The Government of India will enter into ‘Open Sky’ ASA on a reciprocal basis with SAARC countries and countries located beyond 5000 km from Delhi. For countries within 5000 km radius, where the Indian carriers have not utilised 80% of their capacity entitlements but foreign carriers /countries have utilised their bilateral rights, a method will be recommended by a Committee headed by Cabinet Secretary for the allotment of additional capacity entitlements.
The Ground Handling Policy/ Instructions/Regulations will be replaced by a new framework under which the airport operator will ensure that there will be three Ground Handling Agencies (GHA) including Air India’s subsidiary/JV at all major airports as defined in AERA Act. At non-major airports, the airport operator to decide on the number of ground handling agencies, based on the traffic output, airside and terminal building capacity.
All domestic scheduled airline operators including helicopter operators will be free to carry out self-handling at all airports through their regular employees. Hiring of employees through manpower supplier or contract workers will not be permitted for security reasons
Development of airports to be done by the Airports Authority of India (AAI), State governments, the private sector or in PPP mode. Future tariffs at all airports will be calculated on a ‘hybrid till’ basis, unless specified otherwise in concession agreements. The AAI is to be compensated in case a new greenfield airport is approved in future within a 150 km radius of an existing unsaturated operational AAI airport.
The Ministry of Civil Aviation will develop ‘service delivery modules’ for aviation security, Immigration, Customs, quarantine officers in consultations with respective ministries/departments.
Encourage use of private security agencies at airports for non- core security functions to be decided in consultation with Ministry of Home Affairs.
Separate regulations for helicopters will be notified by Director General of Civil Aviation.
Helicopters will be free to fly from point to point without prior ATC clearance in airspace below 5000 feet and areas other than controlled or prohibited or restricted airspace.
Airport charges for helicopter operations will be suitably rationalized. The existing policy of allowing Inclusive tour package charters will be further reviewed to include more categories of passenger charter flights recognised globally.

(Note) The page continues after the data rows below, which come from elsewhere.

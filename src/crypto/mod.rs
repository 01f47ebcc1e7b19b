// SPDX-License-Identifier: CC0-1.0

//! Cryptography
//!
//! Elliptic curve functionality used by the HD node: scalar arithmetic modulo
//! the curve order, point tweaking and public key compression.
//!

pub mod curve;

The Maintenance, Repair and Overhaul (MRO) business of Indian carriers is around Rs 5000 crore, 90% of which is currently spent outside India. In the budget for 2016-17, customs duty has been rationalised and the procedure for clearance of goods simplified. Further incentives have been proposed in the policy to give a push to the sector.
The Ministry of Civil Aviation will persuade State governments to make VAT zero- rated on MRO activities.

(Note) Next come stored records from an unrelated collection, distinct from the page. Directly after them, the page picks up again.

// SPDX-License-Identifier: CC0-1.0

//! Base58 encoder and decoder.
//!
//! Base58Check with a bounded output buffer. The standard variant uses the
//! first four bytes of double-SHA256 as the checksum; Decred replaces it with
//! double-BLAKE256, which `bs58` does not know, so it is checked here.
//!

use core::{fmt, str};

use blake_hash::{Blake256, Digest};
use hashes::{sha256d, Hash};

/// Length of the checksum appended to the payload.
pub const CHECKSUM_LEN: usize = 4;

/// An error that might occur during base58 encoding or decoding.
#[derive(Debug, Clone, PartialEq, Eq)]
#[non_exhaustive]
pub enum Error {
    /// The encoded string does not fit the output buffer.
    BufferTooSmall,
    /// Checksum was not correct (expected, actual).
    BadChecksum([u8; CHECKSUM_LEN], [u8; CHECKSUM_LEN]),
    /// The input is not valid base58, or too short to carry a checksum.
    Decode(String),
}

impl fmt::Display for Error {
    fn fmt(&self, f: &mut fmt::Formatter) -> fmt::Result {
        match *self {
            Error::BufferTooSmall => f.write_str("encoded base58 string exceeds the output bound"),
            Error::BadChecksum(exp, actual) => write!(
                f,
                "base58ck checksum {:02x?} does not match expected {:02x?}",
                actual, exp
            ),
            Error::Decode(ref msg) => write!(f, "invalid base58: {}", msg),
        }
    }
}

impl std::error::Error for Error {}

/// Checksum algorithm used for Base58Check.
#[derive(Debug, Clone, Copy, PartialEq, Eq)]
pub enum Checksum {
    /// First four bytes of SHA256(SHA256(payload)).
    DoubleSha256,
    /// First four bytes of BLAKE256(BLAKE256(payload)).
    DoubleBlake256,
}

impl Checksum {
    /// Computes the checksum of `data`.
    pub fn compute(self, data: &[u8]) -> [u8; CHECKSUM_LEN] {
        let mut ret = [0u8; CHECKSUM_LEN];
        match self {
            Checksum::DoubleSha256 => {
                ret.copy_from_slice(&sha256d::Hash::hash(data).to_byte_array()[..CHECKSUM_LEN]);
            }
            Checksum::DoubleBlake256 => {
                let digest = Blake256::digest(&Blake256::digest(data));
                ret.copy_from_slice(&digest[..CHECKSUM_LEN]);
            }
        }
        ret
    }
}

/// Encodes `data` with an appended checksum into a string of at most `MAX`
/// characters.
pub fn encode_check_bounded<const MAX: usize>(
    data: &[u8],
    checksum: Checksum,
) -> Result<String, Error> {
    let mut buffer = [0u8; MAX];
    let written = match checksum {
        Checksum::DoubleSha256 => bs58::encode(data).with_check().onto(&mut buffer[..]),
        Checksum::DoubleBlake256 => {
            let mut payload = Vec::with_capacity(data.len() + CHECKSUM_LEN);
            payload.extend_from_slice(data);
            payload.extend_from_slice(&checksum.compute(data));
            bs58::encode(&payload).onto(&mut buffer[..])
        }
    }
    .map_err(|_| Error::BufferTooSmall)?;

    str::from_utf8(&buffer[..written])
        .map(str::to_owned)
        .map_err(|e| Error::Decode(e.to_string()))
}

/// Decodes a Base58Check string, verifying and stripping the checksum.
pub fn decode_check(data: &str, checksum: Checksum) -> Result<Vec<u8>, Error> {
    match checksum {
        Checksum::DoubleSha256 => bs58::decode(data).with_check(None).into_vec().map_err(|e| match e {
            // bs58 names the computed checksum `checksum` and the encoded one `expected_checksum`
            bs58::decode::Error::InvalidChecksum { checksum, expected_checksum } =>
                Error::BadChecksum(checksum, expected_checksum),
            e => Error::Decode(e.to_string()),
        }),
        Checksum::DoubleBlake256 => {
            let mut ret =
                bs58::decode(data).into_vec().map_err(|e| Error::Decode(e.to_string()))?;
            if ret.len() < CHECKSUM_LEN {
                return Err(Error::Decode(format!(
                    "{} bytes is too short for a checksum",
                    ret.len()
                )));
            }
            let check_start = ret.len() - CHECKSUM_LEN;

            let mut actual = [0u8; CHECKSUM_LEN];
            actual.copy_from_slice(&ret[check_start..]);
            let expected = checksum.compute(&ret[..check_start]);
            if expected != actual {
                return Err(Error::BadChecksum(expected, actual));
            }

            ret.truncate(check_start);
            Ok(ret)
        }
    }
}

#[cfg(test)]
mod tests {
    use super::*;

    #[test]
    fn test_base58_encode_check() {
        // Addresses
        let addr = hex::decode("00f8917303bfa8ef24f292e8fa1419b20460ba064d").unwrap();
        assert_eq!(
            encode_check_bounded::<36>(&addr, Checksum::DoubleSha256).unwrap(),
            "1PfJpZsjreyVrqeoAfabrRwwjQyoSQMmHH"
        );
    }

    #[test]
    fn test_base58_decode_check() {
        assert_eq!(
            decode_check("1PfJpZsjreyVrqeoAfabrRwwjQyoSQMmHH", Checksum::DoubleSha256).unwrap(),
            hex::decode("00f8917303bfa8ef24f292e8fa1419b20460ba064d").unwrap()
        );

        // Checksum error
        assert!(matches!(
            decode_check("1PfJpZsjreyVrqeoAfabrRwwjQyoSQMmHL", Checksum::DoubleSha256),
            Err(Error::BadChecksum(..))
        ));
        // Invalid character
        assert!(matches!(
            decode_check("1PfJpZsjreyVrqeoAfabrRwwjQyoSQMmH0", Checksum::DoubleSha256),
            Err(Error::Decode(_))
        ));
        // Too short to carry a checksum
        assert!(matches!(decode_check("1", Checksum::DoubleSha256), Err(Error::Decode(_))));
        assert!(matches!(decode_check("1", Checksum::DoubleBlake256), Err(Error::Decode(_))));

        // The reported pair is (expected, actual)
        let mut payload = hex::decode("00f8917303bfa8ef24f292e8fa1419b20460ba064d").unwrap();
        let expected = Checksum::DoubleSha256.compute(&payload);
        payload.extend_from_slice(&[0u8; CHECKSUM_LEN]);
        let encoded = bs58::encode(&payload).into_string();
        assert_eq!(
            decode_check(&encoded, Checksum::DoubleSha256),
            Err(Error::BadChecksum(expected, [0u8; CHECKSUM_LEN]))
        );
    }

    #[test]
    fn bounded_output() {
        let data = [0xffu8; 78];
        assert_eq!(encode_check_bounded::<36>(&data, Checksum::DoubleSha256), Err(Error::BufferTooSmall));
        let encoded = encode_check_bounded::<128>(&data, Checksum::DoubleSha256).unwrap();
        assert!(encoded.len() <= 112);
        assert_eq!(decode_check(&encoded, Checksum::DoubleSha256).unwrap(), data.to_vec());
    }

    #[test]
    fn blake256_round_trip() {
        let data = hex::decode("073f2789d58cfa0957d206f025c2af056fc8a77cebb0").unwrap();
        let encoded = encode_check_bounded::<36>(&data, Checksum::DoubleBlake256).unwrap();
        assert!(encoded.starts_with("Ds"));
        assert_eq!(decode_check(&encoded, Checksum::DoubleBlake256).unwrap(), data);
        assert!(matches!(
            decode_check(&encoded, Checksum::DoubleSha256),
            Err(Error::BadChecksum(..))
        ));
    }

    #[test]
    fn blake256_digest() {
        // BLAKE-256 of the empty message
        assert_eq!(
            hex::encode(Blake256::digest(b"")),
            "716f6e863f744b9ac22c97ec7b76ea5f5908bc5b2f67c61510bfc4751384ea7a"
        );
    }
}
// SPDX-License-Identifier: CC0-1.0

//! # HD Node Library
//!
//! BIP32 hierarchical deterministic key nodes: master key generation from a
//! seed, in-place child key derivation, extended key (`xprv`/`xpub`)
//! serialization and Base58Check address generation.
//!
//! The elliptic curve arithmetic is provided by [`crypto::curve`], which
//! exposes the `secp256k1` and `nist256p1` curves behind a common trait.
//!
//! # Example: deriving a BIP44 account and exporting it
//!
//! ```rust
//! use hdnode::bip32::{HDNode, HARDENED};
//! use hdnode::Network;
//!
//! let seed = [0x5au8; 32];
//! let mut node = HDNode::from_seed(&seed, "secp256k1").unwrap();
//! node.derive_path(&[44 | HARDENED, HARDENED, HARDENED]).unwrap();
//!
//! let network = Network::Bitcoin;
//! let xpub = node.serialize_public(network.xpub_magic()).unwrap();
//! assert!(xpub.starts_with("xpub"));
//! ```
//!

#![crate_name = "hdnode"]
// Coding conventions
#![forbid(unsafe_code)]
#![deny(non_upper_case_globals)]
#![deny(non_camel_case_types)]
#![deny(non_snake_case)]
#![deny(unused_mut)]
#![deny(missing_docs)]

// Re-exported dependencies.
pub extern crate bitcoin_hashes as hashes;
pub extern crate secp256k1;

#[cfg(target_pointer_width = "16")]
compile_error!("hdnode cannot be used on 16-bit architectures");

#[cfg(test)]
mod test_helpers;
#[macro_use]
mod internal_macros;
pub mod bip32;
pub mod crypto;
pub mod network;
pub mod util;

pub use crate::bip32::{ChainCode, ChildNumber, DerivationPath, Error, Fingerprint, HDNode};
pub use crate::crypto::curve::Curve;
pub use crate::network::Network;
// SPDX-License-Identifier: CC0-1.0

//! Internal helper functions for unit tests
//!
//!

use crate::bip32::HDNode;

pub fn hex_array<const N: usize>(data: &str) -> [u8; N] {
    let vec = hex::decode(data).unwrap();
    let mut r = [0u8; N];
    r.copy_from_slice(&vec[..]);
    r
}

/// Master node of BIP32 test vector 1.
pub fn vector1_master() -> HDNode {
    let seed = hex::decode("000102030405060708090a0b0c0d0e0f").unwrap();
    HDNode::from_seed(&seed, "secp256k1").unwrap()
}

Provision for adequate land for MRO service providers will be made in all future airport/heliport projects where potential for such MRO services exists. Airport royalty and additional charges will not be levied on MRO service providers for a period of five years from the date of approval of the policy.
Estimated direct additional employment requirement of the civil aviation sector by 2025 is about 3.3 lakh. All training in non-licensed category will conform to National Skill Qualification Framework standards. The Ministry of Civil Aviation will provide full support to the Aviation Sector Skill Council and other similar organisations/agencies for imparting skills for the growing aviation industry.
There are nearly 8000 pilots holding Commercial Pilot Licence (CPL), but who have not found any regular employment. The Ministry will develop a scheme with budgetary support for type-rating of Pilots.